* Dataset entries
##########
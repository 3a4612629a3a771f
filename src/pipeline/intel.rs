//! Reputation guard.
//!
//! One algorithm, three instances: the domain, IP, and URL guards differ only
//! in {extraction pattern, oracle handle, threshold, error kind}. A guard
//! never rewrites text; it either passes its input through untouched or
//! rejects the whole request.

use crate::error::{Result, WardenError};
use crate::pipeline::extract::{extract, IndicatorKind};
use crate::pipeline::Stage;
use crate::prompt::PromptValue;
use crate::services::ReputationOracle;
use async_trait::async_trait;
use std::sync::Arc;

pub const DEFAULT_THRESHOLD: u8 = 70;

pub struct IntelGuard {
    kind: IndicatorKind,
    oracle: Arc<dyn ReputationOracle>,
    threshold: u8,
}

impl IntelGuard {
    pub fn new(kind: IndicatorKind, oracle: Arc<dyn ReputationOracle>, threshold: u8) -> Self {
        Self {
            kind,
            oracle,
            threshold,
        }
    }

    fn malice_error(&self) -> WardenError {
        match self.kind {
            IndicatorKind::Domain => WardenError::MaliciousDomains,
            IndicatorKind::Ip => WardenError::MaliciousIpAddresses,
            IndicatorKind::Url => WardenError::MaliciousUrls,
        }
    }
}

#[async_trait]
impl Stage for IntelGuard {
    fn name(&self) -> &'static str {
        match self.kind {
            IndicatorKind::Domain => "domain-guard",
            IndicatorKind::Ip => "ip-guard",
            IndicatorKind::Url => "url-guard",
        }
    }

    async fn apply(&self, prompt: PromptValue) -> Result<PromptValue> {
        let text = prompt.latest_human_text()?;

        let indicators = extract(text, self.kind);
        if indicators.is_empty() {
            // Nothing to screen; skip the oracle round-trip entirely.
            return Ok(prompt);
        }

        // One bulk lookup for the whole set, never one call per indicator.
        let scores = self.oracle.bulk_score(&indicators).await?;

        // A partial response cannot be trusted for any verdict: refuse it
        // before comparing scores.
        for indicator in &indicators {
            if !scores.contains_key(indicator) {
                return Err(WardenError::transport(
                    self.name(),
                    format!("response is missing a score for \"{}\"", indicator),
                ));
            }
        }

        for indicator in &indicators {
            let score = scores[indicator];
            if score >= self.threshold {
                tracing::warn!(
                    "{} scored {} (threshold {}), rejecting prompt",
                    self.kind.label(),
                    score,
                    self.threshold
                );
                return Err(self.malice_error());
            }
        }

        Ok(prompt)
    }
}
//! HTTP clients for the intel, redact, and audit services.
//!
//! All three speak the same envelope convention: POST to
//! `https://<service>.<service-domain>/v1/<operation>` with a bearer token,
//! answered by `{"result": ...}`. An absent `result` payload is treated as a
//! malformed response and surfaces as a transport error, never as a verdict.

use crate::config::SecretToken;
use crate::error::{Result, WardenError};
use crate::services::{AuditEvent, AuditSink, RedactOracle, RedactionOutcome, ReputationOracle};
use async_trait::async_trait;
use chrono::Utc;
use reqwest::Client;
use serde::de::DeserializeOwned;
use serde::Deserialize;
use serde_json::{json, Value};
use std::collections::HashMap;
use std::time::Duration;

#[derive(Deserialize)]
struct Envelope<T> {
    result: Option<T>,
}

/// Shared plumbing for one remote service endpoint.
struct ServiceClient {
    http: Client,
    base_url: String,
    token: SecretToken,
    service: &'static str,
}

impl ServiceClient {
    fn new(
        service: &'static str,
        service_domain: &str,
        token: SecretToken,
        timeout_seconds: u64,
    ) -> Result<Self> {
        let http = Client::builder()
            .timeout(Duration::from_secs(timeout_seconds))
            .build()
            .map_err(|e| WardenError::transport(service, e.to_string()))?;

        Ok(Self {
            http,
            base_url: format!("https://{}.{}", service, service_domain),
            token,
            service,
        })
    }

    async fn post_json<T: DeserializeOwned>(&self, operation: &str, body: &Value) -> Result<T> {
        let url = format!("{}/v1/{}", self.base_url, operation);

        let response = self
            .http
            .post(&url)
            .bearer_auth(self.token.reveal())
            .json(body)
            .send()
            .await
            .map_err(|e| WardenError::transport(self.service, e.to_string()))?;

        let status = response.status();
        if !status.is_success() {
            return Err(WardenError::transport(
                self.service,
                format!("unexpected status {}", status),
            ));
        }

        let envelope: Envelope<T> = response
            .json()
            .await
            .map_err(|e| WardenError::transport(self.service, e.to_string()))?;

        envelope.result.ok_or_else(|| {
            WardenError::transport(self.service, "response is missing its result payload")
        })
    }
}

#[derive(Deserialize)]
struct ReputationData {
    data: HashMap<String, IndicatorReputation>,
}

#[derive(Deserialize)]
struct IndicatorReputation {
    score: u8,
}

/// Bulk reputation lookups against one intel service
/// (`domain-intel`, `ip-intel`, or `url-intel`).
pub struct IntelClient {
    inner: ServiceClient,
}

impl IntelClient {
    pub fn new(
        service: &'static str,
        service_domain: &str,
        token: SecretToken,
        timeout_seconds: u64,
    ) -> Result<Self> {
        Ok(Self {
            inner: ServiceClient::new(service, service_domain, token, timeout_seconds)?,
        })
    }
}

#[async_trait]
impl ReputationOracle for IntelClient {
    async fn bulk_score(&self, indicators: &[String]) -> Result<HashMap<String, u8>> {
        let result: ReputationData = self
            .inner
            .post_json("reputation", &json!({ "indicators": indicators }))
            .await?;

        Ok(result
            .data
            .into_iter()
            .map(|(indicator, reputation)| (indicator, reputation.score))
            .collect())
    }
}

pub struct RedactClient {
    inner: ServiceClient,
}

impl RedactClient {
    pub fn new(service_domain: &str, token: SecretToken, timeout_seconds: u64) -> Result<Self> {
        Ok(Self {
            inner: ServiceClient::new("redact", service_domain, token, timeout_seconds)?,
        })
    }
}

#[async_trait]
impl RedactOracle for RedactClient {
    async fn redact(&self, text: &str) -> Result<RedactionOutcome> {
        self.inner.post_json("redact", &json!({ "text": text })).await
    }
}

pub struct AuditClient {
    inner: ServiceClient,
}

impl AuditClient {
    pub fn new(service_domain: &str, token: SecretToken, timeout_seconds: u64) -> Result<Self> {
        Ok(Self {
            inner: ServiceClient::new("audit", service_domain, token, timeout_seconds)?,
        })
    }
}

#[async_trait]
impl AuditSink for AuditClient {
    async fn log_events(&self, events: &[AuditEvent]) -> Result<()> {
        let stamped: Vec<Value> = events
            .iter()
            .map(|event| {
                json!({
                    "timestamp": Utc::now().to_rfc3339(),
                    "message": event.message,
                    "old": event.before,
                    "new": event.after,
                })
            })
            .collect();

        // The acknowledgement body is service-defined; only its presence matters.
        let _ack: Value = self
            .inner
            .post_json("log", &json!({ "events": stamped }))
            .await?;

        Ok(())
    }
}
##########
* Exercise brief
Write out the lines of the records exactly, starting at the one holding "async fn log_events(&self, events: &[AuditEvent])" and ending with the last line, and include no others.

* Completed exercise
    async fn log_events(&self, events: &[AuditEvent]) -> Result<()> {
        let stamped: Vec<Value> = events
            .iter()
            .map(|event| {
                json!({
                    "timestamp": Utc::now().to_rfc3339(),
                    "message": event.message,
                    "old": event.before,
                    "new": event.after,
                })
            })
            .collect();

        // The acknowledgement body is service-defined; only its presence matters.
        let _ack: Value = self
            .inner
            .post_json("log", &json!({ "events": stamped }))
            .await?;

        Ok(())
    }
}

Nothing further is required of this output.